● REQUIREMENT: Which lines of the data contain the string "clone"? Copy every one of them.

● Records from a collection:
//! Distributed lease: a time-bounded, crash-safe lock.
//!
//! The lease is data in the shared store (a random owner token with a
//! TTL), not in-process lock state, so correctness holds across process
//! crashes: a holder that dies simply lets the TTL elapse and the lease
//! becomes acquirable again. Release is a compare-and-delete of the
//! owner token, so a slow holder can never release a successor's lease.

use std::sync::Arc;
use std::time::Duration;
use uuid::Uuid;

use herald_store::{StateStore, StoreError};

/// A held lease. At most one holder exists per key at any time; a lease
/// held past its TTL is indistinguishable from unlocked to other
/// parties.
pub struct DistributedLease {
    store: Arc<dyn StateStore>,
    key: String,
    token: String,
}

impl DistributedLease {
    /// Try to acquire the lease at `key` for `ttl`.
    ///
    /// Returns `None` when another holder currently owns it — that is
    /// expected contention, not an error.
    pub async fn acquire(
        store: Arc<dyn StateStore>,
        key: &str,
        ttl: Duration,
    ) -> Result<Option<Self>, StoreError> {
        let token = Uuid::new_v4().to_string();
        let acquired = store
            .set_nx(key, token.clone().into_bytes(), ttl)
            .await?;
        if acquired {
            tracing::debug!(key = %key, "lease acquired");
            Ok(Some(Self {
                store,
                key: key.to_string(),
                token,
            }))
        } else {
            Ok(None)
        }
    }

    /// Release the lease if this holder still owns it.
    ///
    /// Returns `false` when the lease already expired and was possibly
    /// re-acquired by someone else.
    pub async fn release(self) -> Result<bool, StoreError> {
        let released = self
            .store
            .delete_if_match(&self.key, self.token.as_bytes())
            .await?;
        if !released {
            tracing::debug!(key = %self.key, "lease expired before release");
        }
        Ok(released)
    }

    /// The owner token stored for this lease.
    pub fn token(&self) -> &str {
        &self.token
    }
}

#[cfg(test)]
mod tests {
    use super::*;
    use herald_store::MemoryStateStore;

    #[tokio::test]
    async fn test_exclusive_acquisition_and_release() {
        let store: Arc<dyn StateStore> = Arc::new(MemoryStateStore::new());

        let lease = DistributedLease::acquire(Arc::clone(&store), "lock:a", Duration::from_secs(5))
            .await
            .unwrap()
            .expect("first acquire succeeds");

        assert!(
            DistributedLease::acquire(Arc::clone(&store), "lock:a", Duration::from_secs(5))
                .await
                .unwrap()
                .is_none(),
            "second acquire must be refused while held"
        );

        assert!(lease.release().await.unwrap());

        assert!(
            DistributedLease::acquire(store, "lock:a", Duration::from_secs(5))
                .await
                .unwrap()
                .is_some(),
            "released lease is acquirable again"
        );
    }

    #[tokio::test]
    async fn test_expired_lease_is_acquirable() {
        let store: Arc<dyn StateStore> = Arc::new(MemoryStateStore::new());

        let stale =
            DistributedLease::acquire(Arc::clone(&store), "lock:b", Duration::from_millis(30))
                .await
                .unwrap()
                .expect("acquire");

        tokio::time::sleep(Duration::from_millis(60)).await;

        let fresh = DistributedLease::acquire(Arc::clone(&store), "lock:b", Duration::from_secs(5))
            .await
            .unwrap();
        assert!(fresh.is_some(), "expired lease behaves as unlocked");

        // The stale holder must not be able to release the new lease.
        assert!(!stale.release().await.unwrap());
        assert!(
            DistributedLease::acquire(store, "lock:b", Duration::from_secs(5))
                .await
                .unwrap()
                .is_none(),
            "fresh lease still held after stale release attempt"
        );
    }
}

* * *

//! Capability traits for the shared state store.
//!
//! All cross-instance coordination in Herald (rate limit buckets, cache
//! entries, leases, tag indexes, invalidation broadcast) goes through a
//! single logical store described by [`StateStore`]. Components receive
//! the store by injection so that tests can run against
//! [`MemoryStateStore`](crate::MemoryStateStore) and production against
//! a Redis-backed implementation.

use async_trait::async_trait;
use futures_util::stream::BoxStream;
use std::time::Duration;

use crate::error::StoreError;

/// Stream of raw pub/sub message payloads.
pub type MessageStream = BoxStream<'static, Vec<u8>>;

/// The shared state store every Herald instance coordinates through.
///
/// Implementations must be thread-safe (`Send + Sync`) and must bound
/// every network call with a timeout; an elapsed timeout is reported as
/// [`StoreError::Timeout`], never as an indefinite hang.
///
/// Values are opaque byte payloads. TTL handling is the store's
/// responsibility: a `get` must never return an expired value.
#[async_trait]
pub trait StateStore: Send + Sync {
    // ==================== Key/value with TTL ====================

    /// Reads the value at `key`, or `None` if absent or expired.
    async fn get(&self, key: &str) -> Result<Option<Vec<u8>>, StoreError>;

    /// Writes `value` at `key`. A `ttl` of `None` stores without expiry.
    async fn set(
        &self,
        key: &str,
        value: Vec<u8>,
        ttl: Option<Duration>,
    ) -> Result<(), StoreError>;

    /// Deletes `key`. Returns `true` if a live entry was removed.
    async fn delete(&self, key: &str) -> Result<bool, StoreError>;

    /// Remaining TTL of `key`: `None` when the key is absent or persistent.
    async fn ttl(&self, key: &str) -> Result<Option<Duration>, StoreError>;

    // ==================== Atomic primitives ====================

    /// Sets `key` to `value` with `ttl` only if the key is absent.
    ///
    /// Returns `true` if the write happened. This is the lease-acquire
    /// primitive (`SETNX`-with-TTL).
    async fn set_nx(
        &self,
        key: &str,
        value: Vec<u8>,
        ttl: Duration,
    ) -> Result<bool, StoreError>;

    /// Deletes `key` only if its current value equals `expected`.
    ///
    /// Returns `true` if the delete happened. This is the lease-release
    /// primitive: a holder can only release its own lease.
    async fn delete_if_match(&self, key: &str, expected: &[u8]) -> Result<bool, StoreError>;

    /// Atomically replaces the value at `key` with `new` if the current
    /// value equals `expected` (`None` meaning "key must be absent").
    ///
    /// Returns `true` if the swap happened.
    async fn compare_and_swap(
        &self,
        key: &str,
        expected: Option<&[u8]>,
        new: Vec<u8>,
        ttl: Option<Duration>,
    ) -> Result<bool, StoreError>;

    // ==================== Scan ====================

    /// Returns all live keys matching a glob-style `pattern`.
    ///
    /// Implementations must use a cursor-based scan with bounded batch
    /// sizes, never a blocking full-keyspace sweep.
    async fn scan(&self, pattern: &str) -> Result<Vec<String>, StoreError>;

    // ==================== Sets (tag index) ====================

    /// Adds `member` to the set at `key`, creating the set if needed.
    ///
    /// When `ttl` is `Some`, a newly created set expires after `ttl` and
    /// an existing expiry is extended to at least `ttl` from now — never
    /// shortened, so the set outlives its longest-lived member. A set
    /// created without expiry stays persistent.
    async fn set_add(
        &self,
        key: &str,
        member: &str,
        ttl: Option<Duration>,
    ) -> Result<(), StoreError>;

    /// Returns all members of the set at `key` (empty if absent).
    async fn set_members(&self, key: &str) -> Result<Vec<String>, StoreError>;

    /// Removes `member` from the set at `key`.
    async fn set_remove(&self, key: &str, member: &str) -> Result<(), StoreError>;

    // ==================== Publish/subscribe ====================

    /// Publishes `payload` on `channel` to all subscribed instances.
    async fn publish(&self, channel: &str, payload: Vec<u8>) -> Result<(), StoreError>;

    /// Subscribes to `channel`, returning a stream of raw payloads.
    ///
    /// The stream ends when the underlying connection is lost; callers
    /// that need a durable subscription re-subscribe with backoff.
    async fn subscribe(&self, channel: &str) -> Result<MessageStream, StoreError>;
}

* * *

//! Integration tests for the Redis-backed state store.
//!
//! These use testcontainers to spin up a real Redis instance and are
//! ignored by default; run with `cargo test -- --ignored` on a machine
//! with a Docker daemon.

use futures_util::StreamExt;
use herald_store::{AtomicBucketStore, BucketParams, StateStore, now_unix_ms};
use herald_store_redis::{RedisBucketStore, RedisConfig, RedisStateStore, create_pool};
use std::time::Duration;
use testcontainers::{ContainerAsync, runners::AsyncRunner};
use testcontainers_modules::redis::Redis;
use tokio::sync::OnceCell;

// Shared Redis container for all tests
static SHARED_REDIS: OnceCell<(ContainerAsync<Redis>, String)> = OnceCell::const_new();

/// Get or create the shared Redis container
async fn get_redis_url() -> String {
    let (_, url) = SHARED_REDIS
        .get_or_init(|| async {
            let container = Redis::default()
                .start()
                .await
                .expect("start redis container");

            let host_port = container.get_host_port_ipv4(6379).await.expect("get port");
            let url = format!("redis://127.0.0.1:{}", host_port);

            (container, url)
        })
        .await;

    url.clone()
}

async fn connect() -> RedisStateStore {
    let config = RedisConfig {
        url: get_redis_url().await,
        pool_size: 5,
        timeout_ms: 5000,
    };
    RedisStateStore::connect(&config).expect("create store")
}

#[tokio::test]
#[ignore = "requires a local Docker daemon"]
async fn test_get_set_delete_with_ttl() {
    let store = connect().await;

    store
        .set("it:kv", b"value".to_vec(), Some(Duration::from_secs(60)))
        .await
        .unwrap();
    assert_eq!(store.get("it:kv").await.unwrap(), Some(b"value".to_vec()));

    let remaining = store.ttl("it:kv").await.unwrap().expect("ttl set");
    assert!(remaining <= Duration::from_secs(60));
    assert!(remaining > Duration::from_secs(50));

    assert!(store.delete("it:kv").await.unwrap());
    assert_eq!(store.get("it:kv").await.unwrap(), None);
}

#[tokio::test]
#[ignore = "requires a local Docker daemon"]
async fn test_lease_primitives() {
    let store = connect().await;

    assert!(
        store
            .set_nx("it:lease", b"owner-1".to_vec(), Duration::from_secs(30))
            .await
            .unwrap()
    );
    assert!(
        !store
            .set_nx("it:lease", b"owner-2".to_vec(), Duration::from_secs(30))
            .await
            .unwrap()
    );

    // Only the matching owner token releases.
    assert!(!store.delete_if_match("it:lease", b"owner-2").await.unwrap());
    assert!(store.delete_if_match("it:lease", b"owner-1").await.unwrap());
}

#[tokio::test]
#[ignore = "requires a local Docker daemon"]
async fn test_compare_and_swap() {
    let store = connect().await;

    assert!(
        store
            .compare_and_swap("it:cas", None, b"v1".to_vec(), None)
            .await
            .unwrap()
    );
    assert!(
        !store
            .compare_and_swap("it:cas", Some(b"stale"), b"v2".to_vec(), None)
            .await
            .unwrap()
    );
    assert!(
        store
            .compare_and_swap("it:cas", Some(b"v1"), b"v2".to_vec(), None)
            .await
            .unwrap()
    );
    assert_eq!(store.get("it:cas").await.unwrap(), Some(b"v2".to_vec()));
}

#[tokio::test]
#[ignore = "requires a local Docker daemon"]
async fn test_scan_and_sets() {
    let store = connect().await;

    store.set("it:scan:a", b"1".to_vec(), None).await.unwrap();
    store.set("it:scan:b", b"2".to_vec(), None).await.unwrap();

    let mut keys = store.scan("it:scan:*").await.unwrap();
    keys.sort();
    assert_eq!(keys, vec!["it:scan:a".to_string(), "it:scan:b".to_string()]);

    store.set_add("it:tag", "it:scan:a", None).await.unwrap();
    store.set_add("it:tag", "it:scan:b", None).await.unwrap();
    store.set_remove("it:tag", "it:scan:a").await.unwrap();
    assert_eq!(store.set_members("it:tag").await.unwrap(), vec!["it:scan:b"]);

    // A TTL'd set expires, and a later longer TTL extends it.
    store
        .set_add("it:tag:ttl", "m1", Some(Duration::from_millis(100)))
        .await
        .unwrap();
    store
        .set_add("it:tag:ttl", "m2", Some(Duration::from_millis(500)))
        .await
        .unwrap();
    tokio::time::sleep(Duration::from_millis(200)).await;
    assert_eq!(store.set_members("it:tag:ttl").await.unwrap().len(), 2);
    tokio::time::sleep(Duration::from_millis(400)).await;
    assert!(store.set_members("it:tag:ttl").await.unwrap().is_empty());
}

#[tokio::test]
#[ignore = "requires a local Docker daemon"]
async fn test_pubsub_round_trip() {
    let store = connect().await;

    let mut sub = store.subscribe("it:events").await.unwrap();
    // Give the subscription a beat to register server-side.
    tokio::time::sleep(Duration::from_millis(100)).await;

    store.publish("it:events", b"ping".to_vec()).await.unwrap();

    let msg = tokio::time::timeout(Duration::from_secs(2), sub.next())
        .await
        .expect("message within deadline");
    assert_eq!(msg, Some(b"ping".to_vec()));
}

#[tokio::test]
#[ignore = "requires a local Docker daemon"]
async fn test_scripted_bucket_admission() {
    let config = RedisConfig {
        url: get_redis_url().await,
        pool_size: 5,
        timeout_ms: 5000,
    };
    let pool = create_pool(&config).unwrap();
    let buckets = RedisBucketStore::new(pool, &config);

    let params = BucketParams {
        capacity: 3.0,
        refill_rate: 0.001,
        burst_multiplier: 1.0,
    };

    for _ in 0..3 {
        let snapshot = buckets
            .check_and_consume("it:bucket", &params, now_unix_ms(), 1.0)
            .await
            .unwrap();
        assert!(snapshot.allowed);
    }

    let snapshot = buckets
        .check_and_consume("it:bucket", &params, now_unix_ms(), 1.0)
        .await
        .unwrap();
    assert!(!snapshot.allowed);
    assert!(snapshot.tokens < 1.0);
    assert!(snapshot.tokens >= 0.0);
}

● ANSWER SECTION:
            .set_nx(key, token.clone().into_bytes(), ttl)
        let lease = DistributedLease::acquire(Arc::clone(&store), "lock:a", Duration::from_secs(5))
            DistributedLease::acquire(Arc::clone(&store), "lock:a", Duration::from_secs(5))
            DistributedLease::acquire(Arc::clone(&store), "lock:b", Duration::from_millis(30))
        let fresh = DistributedLease::acquire(Arc::clone(&store), "lock:b", Duration::from_secs(5))
    url.clone()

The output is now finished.